### TASK DIRECTIONS
Exactly the lines from the line containing "let short_id = id.get(..SHORT_ID_LEN).unwrap_or(&id);" through the last line of the entries below should appear in the answer, reproduced verbatim.

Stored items
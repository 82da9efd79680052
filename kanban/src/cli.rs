//! Command-line surface: subcommands, task lookup and board rendering.
//!
//! Every mutating subcommand is turned into a [`Command`] and dispatched
//! through the [`CommandTranslator`], so the CLI gets exactly the same
//! validation as any other front end.

use std::io::Write;

use chrono::format::{Item, StrftimeItems};
use chrono::{DateTime, Local, Utc};
use kanban_model::{Board, Column, Task, TaskColor, TaskId};

use crate::board::BoardStore;
use crate::commands::{
    BoardCommand, Command, CommandError, CommandTranslator, DragLocation, DragOutcome,
};
use crate::storage::BoardStorage;

/// Number of id characters shown in the text view.
const SHORT_ID_LEN: usize = 8;

/// Errors surfaced to the user by the CLI.
#[derive(Debug, thiserror::Error)]
pub enum CliError {
    /// The command failed validation.
    #[error(transparent)]
    Command(#[from] CommandError),

    /// No column with the given id.
    #[error("no column named {0:?}")]
    UnknownColumn(String),

    /// No task in the column matches the given id or prefix.
    #[error("no task matching {query:?} in column {column:?}")]
    TaskNotFound {
        /// Column that was searched.
        column: String,
        /// The id or prefix given.
        query: String,
    },

    /// More than one task in the column matches the given prefix.
    #[error("{matches} tasks match {query:?}; use a longer prefix")]
    AmbiguousTask {
        /// The prefix given.
        query: String,
        /// How many tasks matched.
        matches: usize,
    },

    /// A `COLUMN:INDEX` location could not be parsed.
    #[error("invalid location {0:?} (expected COLUMN:INDEX)")]
    InvalidLocation(String),

    /// The timestamp format string is not a valid chrono format.
    #[error("invalid timestamp format {0:?}")]
    InvalidTimestampFormat(String),

    /// Rendering JSON failed.
    #[error("failed to render board: {0}")]
    Render(#[from] serde_json::Error),

    /// Writing output failed.
    #[error("failed to write output: {0}")]
    Output(#[from] std::io::Error),
}

/// Subcommands of the `kanban` binary.
#[derive(clap::Subcommand, Debug, Clone, PartialEq, Eq)]
pub enum CliCommand {
    /// Print the board.
    Show {
        /// Print the raw board as JSON.
        #[arg(long)]
        json: bool,
    },
    /// Add a task to the end of a column.
    Add {
        /// Column id (todo, in-progress, done).
        column: String,
        /// Task title.
        title: String,
        /// Task description.
        #[arg(short, long)]
        description: Option<String>,
    },
    /// Change a task's title or description.
    Edit {
        /// Column holding the task.
        column: String,
        /// Task id or unique id prefix.
        task: String,
        /// New title.
        #[arg(long)]
        title: Option<String>,
        /// New description; an empty string clears it.
        #[arg(short, long)]
        description: Option<String>,
    },
    /// Set a task's color.
    Color {
        /// Column holding the task.
        column: String,
        /// Task id or unique id prefix.
        task: String,
        /// One of white, green, blue, red, yellow, purple.
        color: TaskColor,
    },
    /// Delete a task.
    Delete {
        /// Column holding the task.
        column: String,
        /// Task id or unique id prefix.
        task: String,
    },
    /// Move a task to the end of another column.
    Move {
        /// Column the task is in.
        from: String,
        /// Column to move it to.
        to: String,
        /// Task id or unique id prefix.
        task: String,
    },
    /// Move the task at one index of a column to another index.
    Reorder {
        /// Column to reorder.
        column: String,
        /// Current index of the task.
        start: usize,
        /// Index it should end up at.
        end: usize,
    },
    /// Replay a drag-and-drop gesture.
    Drag {
        /// Task id or unique id prefix, looked up in the source column.
        task: String,
        /// Where the drag started, as COLUMN:INDEX.
        #[arg(long, value_parser = parse_location)]
        from: DragLocation,
        /// Where it was dropped, as COLUMN:INDEX. Omit for a cancelled drag.
        #[arg(long, value_parser = parse_location)]
        to: Option<DragLocation>,
    },
}

/// Parses `COLUMN:INDEX`.
///
/// # Errors
///
/// Returns [`CliError::InvalidLocation`] if there is no `:` or the index is
/// not a number.
pub fn parse_location(s: &str) -> Result<DragLocation, CliError> {
    let (column, index) = s
        .rsplit_once(':')
        .ok_or_else(|| CliError::InvalidLocation(s.to_string()))?;
    if column.is_empty() {
        return Err(CliError::InvalidLocation(s.to_string()));
    }
    let index = index
        .parse()
        .map_err(|_| CliError::InvalidLocation(s.to_string()))?;
    Ok(DragLocation::new(column, index))
}

/// Finds a task in `column_id` by full id or unique id prefix.
///
/// # Errors
///
/// Returns [`CliError::UnknownColumn`], [`CliError::TaskNotFound`] or
/// [`CliError::AmbiguousTask`].
pub fn resolve_task(board: &Board, column_id: &str, query: &str) -> Result<TaskId, CliError> {
    let column = board
        .column(column_id)
        .ok_or_else(|| CliError::UnknownColumn(column_id.to_string()))?;

    if let Some(id) = query
        .parse::<TaskId>()
        .ok()
        .filter(|id| column.task(id).is_some())
    {
        return Ok(id);
    }

    let query_lower = query.to_ascii_lowercase();
    let mut matches = column
        .tasks
        .iter()
        .filter(|t| !query.is_empty() && t.id.to_string().starts_with(&query_lower));
    match (matches.next(), matches.next()) {
        (Some(task), None) => Ok(task.id.clone()),
        (None, _) => Err(CliError::TaskNotFound {
            column: column_id.to_string(),
            query: query.to_string(),
        }),
        (Some(_), Some(_)) => Err(CliError::AmbiguousTask {
            query: query.to_string(),
            matches: 2 + matches.count(),
        }),
    }
}

/// Runs one subcommand against `store`, writing human output to `out`.
///
/// # Errors
///
/// Returns [`CliError`] for validation failures, unresolvable tasks and
/// output failures. Lookups that the store treats as no-ops are reported
/// as "nothing changed" rather than as errors.
pub fn execute<S: BoardStorage, W: Write>(
    store: &BoardStore<S>,
    translator: &CommandTranslator,
    timestamp_format: &str,
    command: CliCommand,
    out: &mut W,
) -> Result<(), CliError> {
    let board = store.snapshot();
    let command = match command {
        CliCommand::Show { json } => {
            if json {
                writeln!(out, "{}", serde_json::to_string_pretty(&*board)?)?;
            } else {
                render_board(&board, timestamp_format, out)?;
            }
            return Ok(());
        }
        CliCommand::Add {
            column,
            title,
            description,
        } => {
            let translated = translator.translate(Command::AddTask {
                column_id: column,
                title,
                description,
            })?;
            if let Some(BoardCommand::AddTask {
                column_id,
                title,
                description,
            }) = translated
            {
                match store.add_task(&column_id, title, description) {
                    Some(id) => writeln!(out, "added {id}")?,
                    None => return Err(CliError::UnknownColumn(column_id)),
                }
            }
            return Ok(());
        }
        CliCommand::Edit {
            column,
            task,
            title,
            description,
        } => {
            let task_id = resolve_task(&board, &column, &task)?;
            let current = board
                .column(&column)
                .and_then(|c| c.task(&task_id))
                .ok_or_else(|| CliError::TaskNotFound {
                    column: column.clone(),
                    query: task.clone(),
                })?;
            Command::EditTask {
                title: title.unwrap_or_else(|| current.title.clone()),
                description: description.or_else(|| current.description.clone()),
                column_id: column,
                task_id,
            }
        }
        CliCommand::Color {
            column,
            task,
            color,
        } => Command::RecolorTask {
            task_id: resolve_task(&board, &column, &task)?,
            column_id: column,
            color,
        },
        CliCommand::Delete { column, task } => Command::DeleteTask {
            task_id: resolve_task(&board, &column, &task)?,
            column_id: column,
        },
        CliCommand::Move { from, to, task } => Command::MoveTask {
            task_id: resolve_task(&board, &from, &task)?,
            from_column_id: from,
            to_column_id: to,
        },
        CliCommand::Reorder { column, start, end } => Command::ReorderTask {
            column_id: column,
            start_index: start,
            end_index: end,
        },
        CliCommand::Drag { task, from, to } => Command::Drag(DragOutcome {
            task_id: resolve_task(&board, &from.column_id, &task)?,
            source: from,
            destination: to,
        }),
    };

    if translator.dispatch(store, command)? {
        writeln!(out, "ok")?;
    } else {
        writeln!(out, "nothing changed")?;
    }
    Ok(())
}

/// Writes a plain-text view of the board.
///
/// # Errors
///
/// Returns [`CliError::InvalidTimestampFormat`] for a bad format string, or
/// [`CliError::Output`] if writing fails.
pub fn render_board<W: Write>(
    board: &Board,
    timestamp_format: &str,
    out: &mut W,
) -> Result<(), CliError> {
    if StrftimeItems::new(timestamp_format).any(|item| item == Item::Error) {
        return Err(CliError::InvalidTimestampFormat(timestamp_format.to_string()));
    }

    for (i, column) in board.columns.iter().enumerate() {
        if i > 0 {
            writeln!(out)?;
        }
        render_column(column, timestamp_format, out)?;
    }
    Ok(())
}

fn render_column<W: Write>(column: &Column, fmt: &str, out: &mut W) -> std::io::Result<()> {
    writeln!(out, "{} ({})", column.title, column.tasks.len())?;
    if column.tasks.is_empty() {
        writeln!(out, "  (empty)")?;
    }
    for (index, task) in column.tasks.iter().enumerate() {
        render_task(index, task, fmt, out)?;
    }
    Ok(())
}

fn render_task<W: Write>(index: usize, task: &Task, fmt: &str, out: &mut W) -> std::io::Result<()> {
    let id = task.id.to_string();
    let short_id = id.get(..SHORT_ID_LEN).unwrap_or(&id);
    let color = task.color.unwrap_or_default();

    write!(
        out,
        "  {index:>2}  {short_id}  {title}  [{color}]  by {author}, {created}",
        title = task.title,
        author = task.created_by,
        created = format_timestamp(task.created_at, fmt),
    )?;
    if let Some(edited) = task.last_edited {
        write!(out, " (edited {})", format_timestamp(edited, fmt))?;
    }
    writeln!(out)?;

    if let Some(description) = &task.description {
        for line in description.lines() {
            writeln!(out, "        {line}")?;
        }
    }
    Ok(())
}

fn format_timestamp(ts: DateTime<Utc>, fmt: &str) -> String {
    ts.with_timezone(&Local).format(fmt).to_string()
}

### RESULT BELOW
    let short_id = id.get(..SHORT_ID_LEN).unwrap_or(&id);
    let color = task.color.unwrap_or_default();

    write!(
        out,
        "  {index:>2}  {short_id}  {title}  [{color}]  by {author}, {created}",
        title = task.title,
        author = task.created_by,
        created = format_timestamp(task.created_at, fmt),
    )?;
    if let Some(edited) = task.last_edited {
        write!(out, " (edited {})", format_timestamp(edited, fmt))?;
    }
    writeln!(out)?;

    if let Some(description) = &task.description {
        for line in description.lines() {
            writeln!(out, "        {line}")?;
        }
    }
    Ok(())
}

fn format_timestamp(ts: DateTime<Utc>, fmt: &str) -> String {
    ts.with_timezone(&Local).format(fmt).to_string()
}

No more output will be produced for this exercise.